Avoid getting sucked into power struggles with your child at all costs. Let me be very clear here: fighting over homework is a losing proposition for both of you.
Parents get stuck in homework battles with their kids all the time. Either their children get distracted halfway through and want to give up, or they resist doing the work in the first place. As many parents know all too well, this resistance can often take the form of acting out behavior: kids will yell, start fights with you, or even throw a tantrum to avoid doing their work. Sometimes they start their homework and then throw their hands up in the air and say, “This is too hard,” or “I’m bored,” or “Why do I have to do this stupid stuff anyway?” As hard as it can be to not take that bait, my advice to you is to avoid getting sucked into power struggles with your child at all costs. Let me be very clear here: fighting over homework is a losing proposition for both of you. You will end up frustrated, angry and exhausted, while your child will have found yet another way to push your buttons. And wind up hating school and hating learning—exactly what you don’t want to have happen.
So why is homework time often so difficult? In my opinion, one of the major reasons is because it can be hard for kids to focus at home. Look at it this way: when your child is in school, he’s in a classroom where there aren’t a lot of distractions. The learning is structured and organized, and all the students are focusing on the same thing. But when your child comes home, his brain clicks over to “free time” mode. In his mind, home is a place to relax, have a snack, listen to music, and maybe watch TV and play video games. So for better or worse, kids often simply don’t view home as the place to do schoolwork.

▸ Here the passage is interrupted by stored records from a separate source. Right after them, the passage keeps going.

//! LLM provider contract.
//!
//! The engine binds to no vendor: providers implement [`LlmProvider`],
//! streaming a channel of [`LlmFrame`]s per call. The executor forwards
//! text deltas to the event bus and assembles the final message when the
//! stream closes. [`ScriptedProvider`] is the deterministic implementation
//! used throughout the test suites.

use crate::error::{CoreError, Result};
use crate::tool::ToolDescriptor;
use async_trait::async_trait;
use parking_lot::Mutex;
use serde::{Deserialize, Serialize};
use serde_json::Value;
use std::collections::VecDeque;
use std::time::Duration;
use tokio::sync::mpsc;
use tokio_util::sync::CancellationToken;

/// Chat roles recognized by the request contract.
#[derive(Debug, Clone, Copy, PartialEq, Eq, Serialize, Deserialize)]
#[serde(rename_all = "snake_case")]
pub enum Role {
    System,
    User,
    Assistant,
    Tool,
}

/// One tool invocation requested by the model.
#[derive(Debug, Clone, PartialEq, Serialize, Deserialize)]
pub struct ToolCallRequest {
    pub id: String,
    pub name: String,
    pub arguments: Value,
}

/// One turn in the conversation sent to the provider.
#[derive(Debug, Clone, PartialEq, Serialize, Deserialize)]
pub struct ChatMessage {
    pub role: Role,
    pub content: String,
    #[serde(default, skip_serializing_if = "Vec::is_empty")]
    pub tool_calls: Vec<ToolCallRequest>,
    #[serde(default, skip_serializing_if = "Option::is_none")]
    pub tool_call_id: Option<String>,
}

impl ChatMessage {
    pub fn system(content: impl Into<String>) -> Self {
        Self {
            role: Role::System,
            content: content.into(),
            tool_calls: Vec::new(),
            tool_call_id: None,
        }
    }

    pub fn user(content: impl Into<String>) -> Self {
        Self {
            role: Role::User,
            content: content.into(),
            tool_calls: Vec::new(),
            tool_call_id: None,
        }
    }

    pub fn assistant(content: impl Into<String>, tool_calls: Vec<ToolCallRequest>) -> Self {
        Self {
            role: Role::Assistant,
            content: content.into(),
            tool_calls,
            tool_call_id: None,
        }
    }

    /// Tool result injected back into the conversation.
    pub fn tool_result(call_id: impl Into<String>, content: impl Into<String>) -> Self {
        Self {
            role: Role::Tool,
            content: content.into(),
            tool_calls: Vec::new(),
            tool_call_id: Some(call_id.into()),
        }
    }
}

/// Token accounting reported by the provider.
#[derive(Debug, Clone, Copy, PartialEq, Eq, Default, Serialize, Deserialize)]
pub struct TokenUsage {
    pub prompt_tokens: u64,
    pub completion_tokens: u64,
}

/// Request contract: the only thing the engine knows about providers.
#[derive(Debug, Clone, Default, PartialEq, Serialize, Deserialize)]
pub struct LlmRequest {
    #[serde(default, skip_serializing_if = "Option::is_none")]
    pub system_prompt: Option<String>,
    pub messages: Vec<ChatMessage>,
    #[serde(default, skip_serializing_if = "Vec::is_empty")]
    pub tools: Vec<ToolDescriptor>,
    #[serde(default, skip_serializing_if = "Option::is_none")]
    pub max_tokens: Option<u32>,
}

impl LlmRequest {
    pub fn new(messages: Vec<ChatMessage>) -> Self {
        Self {
            messages,
            ..Default::default()
        }
    }

    pub fn with_system_prompt(mut self, prompt: impl Into<String>) -> Self {
        self.system_prompt = Some(prompt.into());
        self
    }

    pub fn with_tools(mut self, tools: Vec<ToolDescriptor>) -> Self {
        self.tools = tools;
        self
    }
}

/// Final provider reply: text, tool calls, or both.
#[derive(Debug, Clone, Default, PartialEq, Serialize, Deserialize)]
pub struct LlmResponse {
    #[serde(default, skip_serializing_if = "Option::is_none")]
    pub content: Option<String>,
    #[serde(default, skip_serializing_if = "Vec::is_empty")]
    pub tool_calls: Vec<ToolCallRequest>,
    #[serde(default)]
    pub usage: TokenUsage,
}

impl LlmResponse {
    pub fn text(content: impl Into<String>) -> Self {
        Self {
            content: Some(content.into()),
            ..Default::default()
        }
    }

    pub fn tool_call(call: ToolCallRequest) -> Self {
        Self {
            tool_calls: vec![call],
            ..Default::default()
        }
    }
}

/// One frame of a streaming LLM call.
#[derive(Debug, Clone, PartialEq)]
pub enum LlmFrame {
    /// Incremental text.
    Delta(String),
    /// Stream end with the assembled response.
    Completed(LlmResponse),
}

/// Vendor-neutral provider interface.
///
/// `stream` must observe the cancellation token: a cancelled call stops
/// producing frames and the sender side drops. Transport failures map onto
/// [`CoreError::Provider`] with the transient flag set for timeouts, 5xx,
/// and rate limits.
#[async_trait]
pub trait LlmProvider: Send + Sync {
    async fn stream(
        &self,
        request: LlmRequest,
        cancel: &CancellationToken,
    ) -> Result<mpsc::Receiver<LlmFrame>>;

    /// Drain the stream and return the final response.
    async fn generate(
        &self,
        request: LlmRequest,
        cancel: &CancellationToken,
    ) -> Result<LlmResponse> {
        let mut rx = self.stream(request, cancel).await?;
        while let Some(frame) = rx.recv().await {
            if let LlmFrame::Completed(response) = frame {
                return Ok(response);
            }
        }
        Err(CoreError::provider("stream closed without completion", true))
    }
}

/// One scripted reply for [`ScriptedProvider`].
#[derive(Debug, Clone)]
pub struct ScriptedReply {
    /// Deltas streamed before completion; defaults to chunking the content.
    pub deltas: Vec<String>,
    pub response: LlmResponse,
    /// Artificial latency before the first frame.
    pub delay: Option<Duration>,
    /// Fail instead of replying: `(message, transient)`.
    pub error: Option<(String, bool)>,
}

/// Deterministic provider replaying a queue of scripted replies.
///
/// The in-memory counterpart of a real provider, used by the executor and
/// runtime test suites. Each `stream` call pops the next reply; an empty
/// queue is a fatal provider error.
#[derive(Debug, Default)]
pub struct ScriptedProvider {
    replies: Mutex<VecDeque<ScriptedReply>>,
}

impl ScriptedProvider {
    pub fn new() -> Self {
        Self::default()
    }

    pub fn push(&self, reply: ScriptedReply) {
        self.replies.lock().push_back(reply);
    }

    /// Queue a plain-text reply streamed as whitespace-split deltas.
    pub fn push_text(&self, text: impl Into<String>) {
        let text = text.into();
        let deltas = text
            .split_inclusive(' ')
            .map(str::to_string)
            .collect::<Vec<_>>();
        self.push(ScriptedReply {
            deltas,
            response: LlmResponse {
                content: Some(text),
                tool_calls: Vec::new(),
                usage: TokenUsage {
                    prompt_tokens: 10,
                    completion_tokens: 5,
                },
            },
            delay: None,
            error: None,
        });
    }

    /// Queue a reply that requests one tool call.
    pub fn push_tool_call(&self, name: impl Into<String>, arguments: Value) {
        let name = name.into();
        self.push(ScriptedReply {
            deltas: Vec::new(),
            response: LlmResponse::tool_call(ToolCallRequest {
                id: format!("call-{name}"),
                name,
                arguments,
            }),
            delay: None,
            error: None,
        });
    }

    /// Queue a reply that takes `delay` before completing.
    pub fn push_text_after(&self, text: impl Into<String>, delay: Duration) {
        let text = text.into();
        self.push(ScriptedReply {
            deltas: vec![text.clone()],
            response: LlmResponse::text(text),
            delay: Some(delay),
            error: None,
        });
    }

    /// Queue a failure.
    pub fn push_error(&self, message: impl Into<String>, transient: bool) {
        self.push(ScriptedReply {
            deltas: Vec::new(),
            response: LlmResponse::default(),
            delay: None,
            error: Some((message.into(), transient)),
        });
    }

    pub fn remaining(&self) -> usize {
        self.replies.lock().len()
    }
}

#[async_trait]
impl LlmProvider for ScriptedProvider {
    async fn stream(
        &self,
        _request: LlmRequest,
        cancel: &CancellationToken,
    ) -> Result<mpsc::Receiver<LlmFrame>> {
        let reply = self
            .replies
            .lock()
            .pop_front()
            .ok_or_else(|| CoreError::provider("scripted provider exhausted", false))?;
        if let Some((message, transient)) = reply.error {
            return Err(CoreError::provider(message, transient));
        }

        let (tx, rx) = mpsc::channel(16);
        let cancel = cancel.clone();
        tokio::spawn(async move {
            if let Some(delay) = reply.delay {
                tokio::select! {
                    _ = cancel.cancelled() => return,
                    _ = tokio::time::sleep(delay) => {}
                }
            }
            for delta in reply.deltas {
                if cancel.is_cancelled() {
                    return;
                }
                if tx.send(LlmFrame::Delta(delta)).await.is_err() {
                    return;
                }
            }
            let _ = tx.send(LlmFrame::Completed(reply.response)).await;
        });
        Ok(rx)
    }
}
impl GraphExecutor {
    pub(crate) async fn run_node(
        &self,
        wc: &WalkCtx,
        node: &NodeSpec,
        inputs: Map<String, Value>,
    ) -> Result<NodeOutput> {
        match node.node_type {
            NodeType::LlmGenerate => self.run_llm_generate(wc, node, inputs).await,
            NodeType::LlmToolUse => self.run_llm_tool_use(wc, node, inputs).await,
            NodeType::Function => self.run_function(wc, node, inputs).await,
            NodeType::Router => self.run_router(wc, node, inputs).await,
            // Handled by the walk loop before dispatch.
            NodeType::ClientInput | NodeType::SubGraph => Err(CoreError::InvalidGraph(format!(
                "node '{}' cannot be dispatched as a plain node",
                node.id
            ))),
        }
    }

    /// One streaming LLM call with deadline, retry, and delta forwarding.
    async fn call_llm(
        &self,
        wc: &WalkCtx,
        node: &NodeSpec,
        request: &LlmRequest,
    ) -> Result<LlmResponse> {
        let timeout = self.config.llm_timeout;
        let response = retry_transient(&self.config.retry, &wc.cancel, |_| {
            let request = request.clone();
            async move {
                let call = async {
                    let mut rx = self.llm().stream(request, &wc.cancel).await?;
                    loop {
                        let frame = tokio::select! {
                            _ = wc.cancel.cancelled() => return Err(CoreError::Cancelled),
                            frame = rx.recv() => frame,
                        };
                        match frame {
                            Some(LlmFrame::Delta(text)) => {
                                wc.emit(EventPayload::LlmTextDelta {
                                    node_id: node.id.clone(),
                                    text: text.clone(),
                                });
                                if node.client_facing {
                                    wc.emit(EventPayload::ClientOutputDelta {
                                        node_id: node.id.clone(),
                                        text,
                                    });
                                }
                            }
                            Some(LlmFrame::Completed(response)) => return Ok(response),
                            None => {
                                return Err(CoreError::provider(
                                    "provider stream closed without completion",
                                    true,
                                ))
                            }
                        }
                    }
                };
                tokio::select! {
                    _ = wc.cancel.cancelled() => Err(CoreError::Cancelled),
                    result = tokio::time::timeout(timeout, call) => match result {
                        Ok(result) => result,
                        Err(_) => Err(CoreError::timeout("llm call", timeout.as_millis() as u64)),
                    },
                }
            }
        })
        .await?;

        wc.cost.lock().add_llm_call(
            response.usage.prompt_tokens,
            response.usage.completion_tokens,
        );
        Ok(response)
    }

    async fn run_llm_generate(
        &self,
        wc: &WalkCtx,
        node: &NodeSpec,
        inputs: Map<String, Value>,
    ) -> Result<NodeOutput> {
        let mut messages = vec![ChatMessage::user(serialize_inputs(&inputs))];
        let mut request = LlmRequest::new(messages.clone());
        if let Some(prompt) = &node.system_prompt {
            request = request.with_system_prompt(prompt.clone());
        }

        let response = self.call_llm(wc, node, &request).await?;
        let mut text = response.content.unwrap_or_default();

        // Length violations get one corrective re-prompt with a halved
        // explicit target, never a blind retry.
        if let Some(limit) = node.max_output_chars {
            if text.chars().count() > limit {
                let target = (limit / 2).max(1);
                debug!(node = %node.id, limit, target, "output over length; corrective re-prompt");
                messages.push(ChatMessage::assistant(text.clone(), Vec::new()));
                messages.push(ChatMessage::user(format!(
                    "Your answer was too long. Shorten it to at most {target} characters."
                )));
                let mut retry_request = LlmRequest::new(messages.clone());
                if let Some(prompt) = &node.system_prompt {
                    retry_request = retry_request.with_system_prompt(prompt.clone());
                }
                text = self
                    .call_llm(wc, node, &retry_request)
                    .await?
                    .content
                    .unwrap_or_default();
                if text.chars().count() > limit {
                    return Err(CoreError::LengthViolation {
                        node: node.id.clone(),
                        limit,
                    });
                }
            }
        }

        let outputs = self
            .conform_llm_output(wc, node, messages, text, None)
            .await?;
        Ok(NodeOutput::success(outputs))
    }

    async fn run_llm_tool_use(
        &self,
        wc: &WalkCtx,
        node: &NodeSpec,
        inputs: Map<String, Value>,
    ) -> Result<NodeOutput> {
        let catalog = self.tools().descriptors(&node.tools);
        let mut messages = vec![ChatMessage::user(serialize_inputs(&inputs))];
        let mut calls_made: u32 = 0;

        loop {
            let mut request = LlmRequest::new(messages.clone()).with_tools(catalog.clone());
            if let Some(prompt) = &node.system_prompt {
                request = request.with_system_prompt(prompt.clone());
            }
            let response = self.call_llm(wc, node, &request).await?;

            if response.tool_calls.is_empty() {
                let text = response.content.unwrap_or_default();
                let outputs = self
                    .conform_llm_output(wc, node, messages, text, Some(catalog.clone()))
                    .await?;
                return Ok(NodeOutput::success(outputs));
            }

            messages.push(ChatMessage::assistant(
                response.content.clone().unwrap_or_default(),
                response.tool_calls.clone(),
            ));

            for call in response.tool_calls {
                calls_made += 1;
                if calls_made > self.config.tool_call_cap {
                    return Err(CoreError::ToolLoopExceeded {
                        node: node.id.clone(),
                        calls: self.config.tool_call_cap,
                    });
                }

                wc.emit(EventPayload::ToolCallStarted {
                    node_id: node.id.clone(),
                    tool: call.name.clone(),
                    call_id: call.id.clone(),
                });
                let result = self.dispatch_tool(wc, &call).await;
                let is_error = result.is_err();
                wc.emit(EventPayload::ToolCallCompleted {
                    node_id: node.id.clone(),
                    tool: call.name.clone(),
                    call_id: call.id.clone(),
                    is_error,
                });

                match result {
                    Ok(value) => {
                        messages.push(ChatMessage::tool_result(&call.id, value.to_string()));
                    }
                    Err(CoreError::Cancelled) => return Err(CoreError::Cancelled),
                    // Fatal tool errors are injected back so the model can
                    // adapt; transient ones were already retried away.
                    Err(e) => {
                        warn!(node = %node.id, tool = %call.name, error = %e, "tool call failed");
                        messages.push(ChatMessage::tool_result(
                            &call.id,
                            serde_json::json!({ "error": e.to_string() }).to_string(),
                        ));
                    }
                }
            }
        }
    }

    /// Dispatch one model-issued tool call through the registry with the
    /// per-call deadline and transient retries.
    async fn dispatch_tool(&self, wc: &WalkCtx, call: &ToolCallRequest) -> Result<Value> {
        let Some(tool) = self.tools().get(&call.name) else {
            return Err(CoreError::tool(&call.name, "tool not found", false));
        };
        let timeout = self.config.tool_timeout;

        let value = retry_transient(&self.config.retry, &wc.cancel, |_| {
            let tool = tool.clone();
            let arguments = call.arguments.clone();
            let name = call.name.clone();
            async move {
                match tokio::time::timeout(timeout, tool.call(arguments, &wc.cancel)).await {
                    Ok(result) => result,
                    Err(_) => Err(CoreError::tool(
                        name,
                        format!("timed out after {}ms", timeout.as_millis()),
                        true,
                    )),
                }
            }
        })
        .await?;

        wc.cost.lock().add_tool_call();
        Ok(value)
    }

    /// Map final LLM text onto the node's output keys, with one corrective
    /// schema re-prompt when a structured object is required but missing.
    async fn conform_llm_output(
        &self,
        wc: &WalkCtx,
        node: &NodeSpec,
        mut messages: Vec<ChatMessage>,
        text: String,
        tools: Option<Vec<crate::tool::ToolDescriptor>>,
    ) -> Result<Map<String, Value>> {
        if let Some(outputs) = map_llm_text(node, &text) {
            return Ok(outputs);
        }

        let keys = node.output_keys.join(", ");
        debug!(node = %node.id, keys = %keys, "schema violation; corrective re-prompt");
        messages.push(ChatMessage::assistant(text, Vec::new()));
        messages.push(ChatMessage::user(format!(
            "Your answer did not match the required schema. \
             Return only a JSON object with exactly these keys: {keys}."
        )));
        let mut request = LlmRequest::new(messages);
        if let Some(prompt) = &node.system_prompt {
            request = request.with_system_prompt(prompt.clone());
        }
        if let Some(tools) = tools {
            request = request.with_tools(tools);
        }
        let retry_text = self
            .call_llm(wc, node, &request)
            .await?
            .content
            .unwrap_or_default();

        map_llm_text(node, &retry_text).ok_or_else(|| CoreError::SchemaViolation {
            node: node.id.clone(),
            detail: format!("output does not cover keys: {keys}"),
        })
    }

    async fn run_function(
        &self,
        wc: &WalkCtx,
        node: &NodeSpec,
        inputs: Map<String, Value>,
    ) -> Result<NodeOutput> {
        let name = node.function_name();
        let value = match self.functions().get(name) {
            Some(function) => {
                let fut = function(Value::Object(inputs.clone()));
                tokio::select! {
                    _ = wc.cancel.cancelled() => return Err(CoreError::Cancelled),
                    result = fut => result?,
                }
            }
            None if node.function.is_some() => {
                return Err(CoreError::NodeNotRegistered {
                    node: node.id.clone(),
                    function: name.to_string(),
                });
            }
            // No explicit function and nothing registered under the node
            // id: identity pass-through.
            None => Value::Object(inputs),
        };

        match value {
            Value::Object(map) => {
                if map.contains_key("error") {
                    Ok(NodeOutput::failure(map))
                } else {
                    Ok(NodeOutput::success(map))
                }
            }
            other => {
                let Some(key) = node.output_keys.first() else {
                    return Err(CoreError::State(format!(
                        "function '{name}' returned a non-object with no output key to bind it to"
                    )));
                };
                let mut map = Map::new();
                map.insert(key.clone(), other);
                Ok(NodeOutput::success(map))
            }
        }
    }

    async fn run_router(
        &self,
        wc: &WalkCtx,
        node: &NodeSpec,
        inputs: Map<String, Value>,
    ) -> Result<NodeOutput> {
        let routed_key = node
            .output_keys
            .first()
            .cloned()
            .unwrap_or_else(|| "routed".to_string());

        let (label, reasoning) = match &node.function {
            Some(function_name) => {
                let Some(function) = self.functions().get(function_name) else {
                    return Err(CoreError::NodeNotRegistered {
                        node: node.id.clone(),
                        function: function_name.clone(),
                    });
                };
                let fut = function(Value::Object(inputs));
                let value = tokio::select! {
                    _ = wc.cancel.cancelled() => return Err(CoreError::Cancelled),
                    result = fut => result?,
                };
                match value {
                    Value::String(label) => (label, None),
                    Value::Object(map) => {
                        let label = map
                            .get("label")
                            .or_else(|| map.get(&routed_key))
                            .and_then(Value::as_str)
                            .ok_or_else(|| {
                                CoreError::State(format!(
                                    "router '{}' returned no label",
                                    node.id
                                ))
                            })?
                            .to_string();
                        let reasoning = map
                            .get("reasoning")
                            .and_then(Value::as_str)
                            .map(str::to_string);
                        (label, reasoning)
                    }
                    other => {
                        return Err(CoreError::State(format!(
                            "router '{}' returned unusable value: {other}",
                            node.id
                        )))
                    }
                }
            }
            None => {
                // LLM-backed router: the reply text is the label.
                let mut request =
                    LlmRequest::new(vec![ChatMessage::user(serialize_inputs(&inputs))]);
                if let Some(prompt) = &node.system_prompt {
                    request = request.with_system_prompt(prompt.clone());
                }
                let response = self.call_llm(wc, node, &request).await?;
                let text = response.content.unwrap_or_default();
                let label = text.trim().to_string();
                (label.clone(), Some(text))
            }
        };

        let mut outputs = Map::new();
        outputs.insert(routed_key, Value::String(label));
        Ok(NodeOutput {
            outputs,
            status: NodeStatus::Success,
            reasoning,
        })
    }
}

The good news is that there are effective techniques you can use to end the nightly battle over homework. This week, I’ll be telling you about some powerful things you can do at home to change your child’s mindset about doing schoolwork. And next week, I’ll give you specific tips that will help your child get the work done—and help you leave homework hell behind.
- Start Early
I always tell parents that the earlier they can begin to indoctrinate their children with the idea that schoolwork is a part of home life—just as chores are—the more their kids will internalize the concept of homework as being a regular part of life. If your child is older and you haven’t done this, that does not mean there isn’t hope for him. It simply means you will initially have to work a lot harder to get him on track with his schoolwork.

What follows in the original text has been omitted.